> [Problem statement] Pull every line containing the word "https" from the records.

> [The data]
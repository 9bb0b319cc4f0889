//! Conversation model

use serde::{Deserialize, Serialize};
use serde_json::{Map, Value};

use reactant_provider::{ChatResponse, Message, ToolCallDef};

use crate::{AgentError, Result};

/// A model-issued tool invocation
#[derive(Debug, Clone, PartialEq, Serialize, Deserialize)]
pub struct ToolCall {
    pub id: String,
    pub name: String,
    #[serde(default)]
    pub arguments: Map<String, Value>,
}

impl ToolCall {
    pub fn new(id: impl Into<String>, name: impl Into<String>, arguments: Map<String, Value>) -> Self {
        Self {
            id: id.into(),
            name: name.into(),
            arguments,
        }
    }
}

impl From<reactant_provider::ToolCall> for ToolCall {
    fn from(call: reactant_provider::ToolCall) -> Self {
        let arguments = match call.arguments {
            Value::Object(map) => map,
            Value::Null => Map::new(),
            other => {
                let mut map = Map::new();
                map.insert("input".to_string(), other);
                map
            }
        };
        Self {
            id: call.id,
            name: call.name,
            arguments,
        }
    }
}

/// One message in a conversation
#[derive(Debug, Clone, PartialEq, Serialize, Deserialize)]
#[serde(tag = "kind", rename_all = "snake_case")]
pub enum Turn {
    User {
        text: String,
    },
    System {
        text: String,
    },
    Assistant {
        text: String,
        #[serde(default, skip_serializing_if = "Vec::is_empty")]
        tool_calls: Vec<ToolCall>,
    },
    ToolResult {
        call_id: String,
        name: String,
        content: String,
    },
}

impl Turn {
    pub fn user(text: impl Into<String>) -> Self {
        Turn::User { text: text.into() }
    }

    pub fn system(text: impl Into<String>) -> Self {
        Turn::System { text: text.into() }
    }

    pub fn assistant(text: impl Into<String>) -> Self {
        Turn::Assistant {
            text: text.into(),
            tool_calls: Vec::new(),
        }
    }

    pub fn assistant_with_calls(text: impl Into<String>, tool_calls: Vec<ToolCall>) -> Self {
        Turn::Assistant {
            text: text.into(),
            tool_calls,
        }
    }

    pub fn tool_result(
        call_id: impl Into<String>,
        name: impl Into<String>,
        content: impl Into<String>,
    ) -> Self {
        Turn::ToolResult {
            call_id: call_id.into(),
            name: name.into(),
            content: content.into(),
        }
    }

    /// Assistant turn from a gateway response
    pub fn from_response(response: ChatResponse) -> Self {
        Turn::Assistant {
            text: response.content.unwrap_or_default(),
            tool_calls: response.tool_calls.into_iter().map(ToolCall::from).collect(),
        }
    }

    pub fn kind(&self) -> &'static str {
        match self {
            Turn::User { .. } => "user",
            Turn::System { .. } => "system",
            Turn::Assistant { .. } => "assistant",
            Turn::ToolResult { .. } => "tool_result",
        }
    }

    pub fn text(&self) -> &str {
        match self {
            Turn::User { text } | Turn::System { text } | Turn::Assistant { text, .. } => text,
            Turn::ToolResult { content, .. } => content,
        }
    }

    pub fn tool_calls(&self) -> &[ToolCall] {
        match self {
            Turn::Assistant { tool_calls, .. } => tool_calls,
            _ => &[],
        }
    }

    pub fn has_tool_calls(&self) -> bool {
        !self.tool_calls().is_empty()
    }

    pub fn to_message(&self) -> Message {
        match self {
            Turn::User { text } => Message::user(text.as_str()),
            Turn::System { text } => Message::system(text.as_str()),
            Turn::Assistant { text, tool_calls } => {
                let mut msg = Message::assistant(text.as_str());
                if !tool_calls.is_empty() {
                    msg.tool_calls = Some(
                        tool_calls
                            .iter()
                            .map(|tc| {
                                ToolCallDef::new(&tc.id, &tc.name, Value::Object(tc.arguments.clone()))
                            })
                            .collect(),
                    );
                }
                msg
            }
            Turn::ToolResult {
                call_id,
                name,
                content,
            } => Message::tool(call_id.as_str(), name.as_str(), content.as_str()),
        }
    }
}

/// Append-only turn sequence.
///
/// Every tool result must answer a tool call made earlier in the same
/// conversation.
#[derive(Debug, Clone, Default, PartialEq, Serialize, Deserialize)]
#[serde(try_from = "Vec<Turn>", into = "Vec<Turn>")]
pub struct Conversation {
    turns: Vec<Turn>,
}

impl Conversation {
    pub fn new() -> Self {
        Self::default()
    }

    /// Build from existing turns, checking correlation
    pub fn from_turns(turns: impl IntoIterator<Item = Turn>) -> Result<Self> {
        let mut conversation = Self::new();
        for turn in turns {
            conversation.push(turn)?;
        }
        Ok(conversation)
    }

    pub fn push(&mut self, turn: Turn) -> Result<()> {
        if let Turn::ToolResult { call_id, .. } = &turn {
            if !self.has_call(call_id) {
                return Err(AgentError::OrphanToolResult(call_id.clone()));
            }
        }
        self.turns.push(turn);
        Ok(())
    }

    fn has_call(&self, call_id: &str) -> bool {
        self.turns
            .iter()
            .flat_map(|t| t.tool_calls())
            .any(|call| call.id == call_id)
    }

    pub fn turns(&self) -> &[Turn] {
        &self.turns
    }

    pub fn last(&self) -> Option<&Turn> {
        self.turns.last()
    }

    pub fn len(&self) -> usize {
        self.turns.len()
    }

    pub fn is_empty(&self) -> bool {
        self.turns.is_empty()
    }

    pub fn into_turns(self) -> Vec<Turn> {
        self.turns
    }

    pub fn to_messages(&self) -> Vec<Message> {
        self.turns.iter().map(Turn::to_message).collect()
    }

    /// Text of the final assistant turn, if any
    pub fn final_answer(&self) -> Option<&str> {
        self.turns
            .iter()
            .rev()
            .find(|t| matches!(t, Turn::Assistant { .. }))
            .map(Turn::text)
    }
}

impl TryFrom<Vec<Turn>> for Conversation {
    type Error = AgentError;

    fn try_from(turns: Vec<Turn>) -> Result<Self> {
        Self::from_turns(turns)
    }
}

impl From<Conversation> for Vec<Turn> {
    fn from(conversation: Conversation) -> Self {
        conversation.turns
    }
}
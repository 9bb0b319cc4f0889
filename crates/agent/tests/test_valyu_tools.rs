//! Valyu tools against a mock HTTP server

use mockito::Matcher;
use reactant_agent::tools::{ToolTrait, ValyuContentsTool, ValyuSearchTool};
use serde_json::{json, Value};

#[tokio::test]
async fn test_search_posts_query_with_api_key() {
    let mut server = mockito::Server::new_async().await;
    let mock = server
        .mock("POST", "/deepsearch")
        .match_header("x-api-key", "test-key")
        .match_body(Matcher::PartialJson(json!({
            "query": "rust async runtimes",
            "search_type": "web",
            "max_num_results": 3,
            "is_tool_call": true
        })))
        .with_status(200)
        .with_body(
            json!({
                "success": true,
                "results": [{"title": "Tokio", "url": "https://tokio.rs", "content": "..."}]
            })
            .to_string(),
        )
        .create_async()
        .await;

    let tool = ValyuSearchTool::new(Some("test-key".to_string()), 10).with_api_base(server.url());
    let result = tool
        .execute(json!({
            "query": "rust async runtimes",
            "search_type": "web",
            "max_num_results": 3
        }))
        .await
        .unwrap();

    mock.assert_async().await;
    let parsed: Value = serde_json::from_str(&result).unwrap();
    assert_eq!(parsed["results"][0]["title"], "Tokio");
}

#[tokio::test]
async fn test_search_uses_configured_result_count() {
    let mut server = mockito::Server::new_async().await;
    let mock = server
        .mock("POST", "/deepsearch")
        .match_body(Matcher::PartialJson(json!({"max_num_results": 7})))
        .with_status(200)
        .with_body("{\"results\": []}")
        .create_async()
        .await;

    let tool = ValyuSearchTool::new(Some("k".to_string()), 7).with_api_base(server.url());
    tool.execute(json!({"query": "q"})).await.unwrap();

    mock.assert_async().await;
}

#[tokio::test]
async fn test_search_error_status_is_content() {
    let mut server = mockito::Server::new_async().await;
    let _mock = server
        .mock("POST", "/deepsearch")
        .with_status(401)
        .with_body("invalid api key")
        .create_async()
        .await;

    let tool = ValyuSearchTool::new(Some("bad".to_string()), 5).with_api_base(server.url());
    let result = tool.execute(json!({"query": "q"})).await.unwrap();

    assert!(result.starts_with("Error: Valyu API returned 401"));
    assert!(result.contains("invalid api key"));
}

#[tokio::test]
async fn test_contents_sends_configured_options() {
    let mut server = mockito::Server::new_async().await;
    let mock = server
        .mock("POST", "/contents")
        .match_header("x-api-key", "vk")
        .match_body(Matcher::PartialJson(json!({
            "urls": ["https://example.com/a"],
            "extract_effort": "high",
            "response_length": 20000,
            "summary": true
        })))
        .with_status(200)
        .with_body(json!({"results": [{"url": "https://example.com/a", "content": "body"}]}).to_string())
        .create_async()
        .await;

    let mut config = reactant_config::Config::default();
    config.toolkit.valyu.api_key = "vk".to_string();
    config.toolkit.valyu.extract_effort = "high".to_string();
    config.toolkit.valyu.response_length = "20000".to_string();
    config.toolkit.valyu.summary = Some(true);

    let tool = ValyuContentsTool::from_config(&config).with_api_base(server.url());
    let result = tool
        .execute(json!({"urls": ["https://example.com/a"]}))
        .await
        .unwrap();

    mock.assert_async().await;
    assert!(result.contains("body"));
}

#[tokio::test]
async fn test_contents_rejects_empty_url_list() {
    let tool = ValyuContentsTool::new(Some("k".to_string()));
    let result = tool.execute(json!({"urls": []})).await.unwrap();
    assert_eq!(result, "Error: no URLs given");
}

...

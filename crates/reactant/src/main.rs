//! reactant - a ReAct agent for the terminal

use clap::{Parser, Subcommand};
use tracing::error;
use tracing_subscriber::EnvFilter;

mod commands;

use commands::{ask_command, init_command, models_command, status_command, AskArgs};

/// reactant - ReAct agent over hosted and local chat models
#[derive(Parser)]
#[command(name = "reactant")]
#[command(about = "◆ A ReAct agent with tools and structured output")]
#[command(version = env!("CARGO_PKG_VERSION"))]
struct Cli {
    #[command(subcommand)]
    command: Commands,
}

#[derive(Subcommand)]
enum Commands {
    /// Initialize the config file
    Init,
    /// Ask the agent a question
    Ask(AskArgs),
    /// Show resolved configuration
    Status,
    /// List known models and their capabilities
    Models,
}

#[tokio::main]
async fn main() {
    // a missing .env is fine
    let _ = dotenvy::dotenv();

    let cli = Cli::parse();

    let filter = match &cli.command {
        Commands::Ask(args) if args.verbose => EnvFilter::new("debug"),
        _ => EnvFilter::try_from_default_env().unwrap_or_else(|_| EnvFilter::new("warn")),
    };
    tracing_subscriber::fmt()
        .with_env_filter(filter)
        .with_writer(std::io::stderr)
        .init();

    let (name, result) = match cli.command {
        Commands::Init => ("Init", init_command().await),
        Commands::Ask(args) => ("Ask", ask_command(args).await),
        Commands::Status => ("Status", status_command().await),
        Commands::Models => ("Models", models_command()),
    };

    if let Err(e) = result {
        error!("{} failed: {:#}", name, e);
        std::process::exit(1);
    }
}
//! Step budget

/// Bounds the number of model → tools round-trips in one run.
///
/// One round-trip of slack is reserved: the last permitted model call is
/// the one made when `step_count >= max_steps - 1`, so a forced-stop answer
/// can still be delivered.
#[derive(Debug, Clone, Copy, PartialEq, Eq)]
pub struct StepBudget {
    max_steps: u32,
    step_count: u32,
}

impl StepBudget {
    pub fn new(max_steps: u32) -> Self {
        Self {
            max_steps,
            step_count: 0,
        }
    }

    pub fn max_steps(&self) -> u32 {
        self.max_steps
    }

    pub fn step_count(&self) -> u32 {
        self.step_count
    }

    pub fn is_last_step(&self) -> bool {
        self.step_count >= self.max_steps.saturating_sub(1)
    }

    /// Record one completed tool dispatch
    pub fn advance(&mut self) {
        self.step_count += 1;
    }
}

> [Written solution]
                "results": [{"title": "Tokio", "url": "https://tokio.rs", "content": "..."}]
            "urls": ["https://example.com/a"],
        .with_body(json!({"results": [{"url": "https://example.com/a", "content": "body"}]}).to_string())
        .execute(json!({"urls": ["https://example.com/a"]}))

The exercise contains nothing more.